OBJECTIVES: This study sought to compare the evolution of complex culprit stenoses in patients with stable and those with unstable angina pectoris. BACKGROUND: Complex coronary stenoses are associated with adverse clinical and angiographic outcomes. However, it is not known whether the evolution of complex stenoses differs in unstable angina versus stable angina pectoris. METHODS: We prospectively assessed stenosis progression in 95 patients with unstable angina whose angina stabilized with medical therapy (Group 1) and 200 patients presenting with stable angina (Group 2). After diagnostic angiography, all patients were placed on a waiting list for coronary angioplasty and restudied at 8 +/- 4 (mean +/- SD) months later. In each patient the presumed culprit stenosis was identified and classified as complex (irregular borders, overhanging edges or thrombus) or smooth (absence of complex features). Stenosis progression, as assessed by computerized angiography, was defined as > or = 20% diameter reduction or new total occlusion. RESULTS: At the first angiogram, 364 stenoses > or = 50% and 383 stenoses < 50% were identified.
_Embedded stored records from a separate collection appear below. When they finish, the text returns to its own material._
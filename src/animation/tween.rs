use crate::animation::{easing::Ease, lerp};

#[derive(Debug, Clone, Copy, PartialEq)]
pub enum Repeat {
    Count(u32),
    Infinite,
}

/// A free-running, time-driven tween of a single value. Used for idle motion
/// that loops independently of scroll.
#[derive(Debug, Clone)]
pub struct Tween {
    from: f32,
    to: f32,
    duration: f32,
    delay: f32,
    ease: Ease,
    repeat: Repeat,
    yoyo: bool,
}

impl Tween {
    pub fn new(from: f32, to: f32, duration: f32, ease: Ease) -> Self {
        Self {
            from,
            to,
            duration,
            delay: 0.0,
            ease,
            repeat: Repeat::Count(0),
            yoyo: false,
        }
    }

    pub fn delay(mut self, delay: f32) -> Self {
        self.delay = delay;
        self
    }

    pub fn repeat(mut self, repeat: Repeat) -> Self {
        self.repeat = repeat;
        self
    }

    pub fn yoyo(mut self, yoyo: bool) -> Self {
        self.yoyo = yoyo;
        self
    }

    pub fn from_value(&self) -> f32 {
        self.from
    }

    pub fn to_value(&self) -> f32 {
        self.to
    }

    /// Total time including delay and every repetition, `None` when infinite.
    pub fn total_duration(&self) -> Option<f32> {
        match self.repeat {
            Repeat::Count(count) => Some(self.delay + self.duration * (count + 1) as f32),
            Repeat::Infinite => None,
        }
    }

    pub fn is_complete(&self, time: f32) -> bool {
        self.total_duration().is_some_and(|total| time >= total)
    }

    pub fn sample(&self, time: f32) -> f32 {
        let local = time - self.delay;
        if local <= 0.0 {
            return self.from;
        }

        if self.duration <= 0.0 {
            return self.end_value();
        }

        if let Some(total) = self.total_duration() {
            if time >= total {
                return self.end_value();
            }
        }

        let iteration = (local / self.duration).floor();
        let t = (local - iteration * self.duration) / self.duration;
        let reversed = self.yoyo && (iteration as u64) % 2 == 1;

        if reversed {
            // Yoyo iterations play the tween backwards, ease included.
            lerp(self.from, self.to, self.ease.apply(1.0 - t))
        } else {
            lerp(self.from, self.to, self.ease.apply(t))
        }
    }

    fn end_value(&self) -> f32 {
        match self.repeat {
            Repeat::Count(count) if self.yoyo && count % 2 == 1 => self.from,
            _ => self.to,
        }
    }
}

#[cfg(test)]
mod tests {
    use super::*;

    #[test]
    fn plays_once_and_holds() {
        let tween = Tween::new(0.0, 10.0, 2.0, Ease::None);
        assert_eq!(tween.sample(-1.0), 0.0);
        assert!((tween.sample(1.0) - 5.0).abs() < 1e-5);
        assert_eq!(tween.sample(5.0), 10.0);
        assert!(tween.is_complete(2.0));
    }

    #[test]
    fn delay_shifts_start() {
        let tween = Tween::new(0.0, 1.0, 1.0, Ease::None).delay(0.5);
        assert_eq!(tween.sample(0.25), 0.0);
        assert!((tween.sample(1.0) - 0.5).abs() < 1e-5);
        assert_eq!(tween.total_duration(), Some(1.5));
    }

    #[test]
    fn infinite_yoyo_swings_back_and_forth() {
        let tween = Tween::new(0.0, -0.01, 2.5, Ease::SINE_IN_OUT)
            .repeat(Repeat::Infinite)
            .yoyo(true);

        assert!((tween.sample(2.5 - 1e-4) + 0.01).abs() < 1e-5);
        assert!((tween.sample(3.75) + 0.005).abs() < 1e-5);
        assert!(tween.sample(5.0 - 1e-4).abs() < 1e-5);
        assert!(!tween.is_complete(1_000.0));
    }

    #[test]
    fn counted_yoyo_ends_where_it_started_on_odd_repeats() {
        let tween = Tween::new(1.0, 1.25, 0.15, Ease::default())
            .repeat(Repeat::Count(1))
            .yoyo(true);

        assert_eq!(tween.total_duration(), Some(0.3));
        assert_eq!(tween.sample(1.0), 1.0);
        assert!(tween.sample(0.15) > 1.2);
    }
}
At restudy, 36 (15%) of 236 stenoses progressed in 29 Group 1 patients and 36 (7%) of 502 stenoses in 31 Group 2 patients (p = 0.001). Forty-five (88%) of 51 stenoses > or = 50% and 6 (29%) of 21 stenoses < 50% that progressed developed to total coronary occlusion (p = 0.001). More culprit stenoses progressed in Group 1 than in Group 2 (p = 0.006), whereas progression of nonculprit stenoses was not significantly different in both groups. Culprit complex stenoses progressed more frequently in Group 1 than in Group 2 (p = 0.01). During follow-up, 3 patients died (myocardial infarction), and 51 had a nonfatal coronary event. Culprit stenoses progressed in 15 (54%) of the 28 patients with a nonfatal coronary event in Group 1 and in 9 (39%) of 23 patients in Group 2 (p = NS). Complex morphology (p < 0.001) and unstable angina at initial presentation (p < 0.01) were predictive factors for progression of culprit stenoses. CONCLUSIONS: A larger proportion of culprit complex stenoses progress in unstable angina than stable angina, and this is frequently associated with recurrence of coronary events.